On the point of transparency, the company believes it should be allowed to report the exact number of government data requests it receives, the number of accounts affected by those requests, and the laws used by the government to justify such requests. Presently, the company’s transparency report publicizes the number of law enforcement requests it receives and the number of accounts affected by those requests. However, Dropbox – like other tech firms – is limited in its ability to report information about the number of national security letters (NSLs) it receives
In it’s most recent transparency report, the company said it received somewhere between 0 and 250 NSLs. Under their new data request principles, the company says it is continuing to fight for it’s right to be more explicit about the number of NSLs it receives, carefully noting that it may not receive any such letters at all.
Dropbox also shares the widely-held belief that data requests should be limited to specific people involved in targeted investigations. Therefore, the company says it will resist any requests attempting to gather information from large groups of users unrelated to a specific investigation.

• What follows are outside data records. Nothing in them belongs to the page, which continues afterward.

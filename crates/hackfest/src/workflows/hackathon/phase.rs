use std::sync::Arc;

use chrono::NaiveDate;
use serde_json::json;
use tracing::warn;

use super::domain::{Event, EventPhase, MilestoneSchedule, TeamStatus};
use super::repository::{HackathonStore, Notification, NotificationKind, NotificationSink};

/// Map a calendar day onto the phase the milestone schedule calls for.
///
/// Pure function of its inputs so the transition ladder is testable without
/// a store. Never returns a frozen phase; callers skip frozen events before
/// asking. Once a shortlist snapshot exists, targets earlier than
/// `ExecutionActive` clamp to `ExecutionActive` so milestone edits cannot
/// rewind an event past its confirmed cohort.
pub fn target_phase(
    today: NaiveDate,
    schedule: &MilestoneSchedule,
    shortlist_confirmed: bool,
) -> EventPhase {
    let by_dates = if today < schedule.registration_deadline {
        EventPhase::RegistrationOpen
    } else if schedule
        .proposal_deadline
        .is_some_and(|deadline| today < deadline)
    {
        EventPhase::ProposalSubmission
    } else if today < schedule.execution_start {
        EventPhase::Shortlisting
    } else if today <= schedule.execution_end {
        EventPhase::ExecutionActive
    } else {
        EventPhase::Judging
    };

    if shortlist_confirmed && by_dates < EventPhase::ExecutionActive {
        EventPhase::ExecutionActive
    } else {
        by_dates
    }
}

/// Applies the date comparator to stored events and persists transitions.
///
/// `sync` is the sole mutator of `phase` and is safe to call on every read
/// path: it is a no-op when nothing changed, and a persistence failure
/// degrades to returning the stale event rather than faulting the read.
pub struct PhaseEngine<S, N> {
    store: Arc<S>,
    notifier: Arc<N>,
}

impl<S, N> PhaseEngine<S, N>
where
    S: HackathonStore,
    N: NotificationSink,
{
    pub fn new(store: Arc<S>, notifier: Arc<N>) -> Self {
        Self { store, notifier }
    }

    /// Bring `event.phase` up to date for `today`, returning the persisted
    /// event. On the transition edge into `ProposalSubmission` every member
    /// of every confirmed team is notified exactly once; repeated calls in
    /// the same phase never re-fire the fan-out.
    pub fn sync(&self, event: Event, today: NaiveDate) -> Event {
        if event.phase.is_frozen() {
            return event;
        }

        let shortlist_confirmed = match self.store.shortlist_for_event(&event.id) {
            Ok(entries) => !entries.is_empty(),
            Err(err) => {
                warn!(event = %event.id, %err, "phase sync skipped: shortlist lookup failed");
                return event;
            }
        };

        let target = target_phase(today, &event.schedule, shortlist_confirmed);
        if target == event.phase {
            return event;
        }

        match self.store.update_phase(&event.id, event.phase, target) {
            Ok(updated) => {
                if target == EventPhase::ProposalSubmission {
                    self.announce_proposal_window(&updated);
                }
                updated
            }
            Err(err) => {
                // Staleness is preferred over a thrown fault on a read path.
                warn!(event = %event.id, %err, "phase transition not persisted");
                event
            }
        }
    }

    fn announce_proposal_window(&self, event: &Event) {
        let teams = match self.store.teams_for_event(&event.id) {
            Ok(teams) => teams,
            Err(err) => {
                warn!(event = %event.id, %err, "proposal window fan-out skipped");
                return;
            }
        };

        let notification = Notification {
            title: format!("{}: proposal submissions are open", event.title),
            message: "Your team can now submit its project proposal.".to_string(),
            kind: NotificationKind::PhaseChange,
            payload: json!({
                "event_id": event.id.0,
                "phase": EventPhase::ProposalSubmission,
            }),
        };

        for team in teams
            .iter()
            .filter(|team| team.status == TeamStatus::Confirmed)
        {
            for member in &team.members {
                if let Err(err) = self.notifier.notify(member, notification.clone()) {
                    warn!(user = %member, %err, "proposal window notification dropped");
                }
            }
        }
    }
}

“The US government has been seeking phone records from telecommunications companies related to large groups of users without suspicion that those users have been involved in illegal activity,” the company says. “We don’t think this is legal and will resist requests that seek information related to large groups of users or that don’t relate to specific investigations.”
Much of the conversation revolving around the NSA spying revelations has focused on U.S. citizens. If you listen to NSA director Keith Alexander or any other defenders of PRISM and similar programs, they are pretty open about the fact that they have the right to indiscriminately collect information of non-U.S. citizens. Dropbox now stands out in that it says it aims to protect the data of its users, regardless of citizenship.
Beyond that, Dropbox promises its customers that it will do everything in its power to guarantee that the government can not access user information through backdoors, by exploiting security vulnerabilities, or through any means other than established legal process.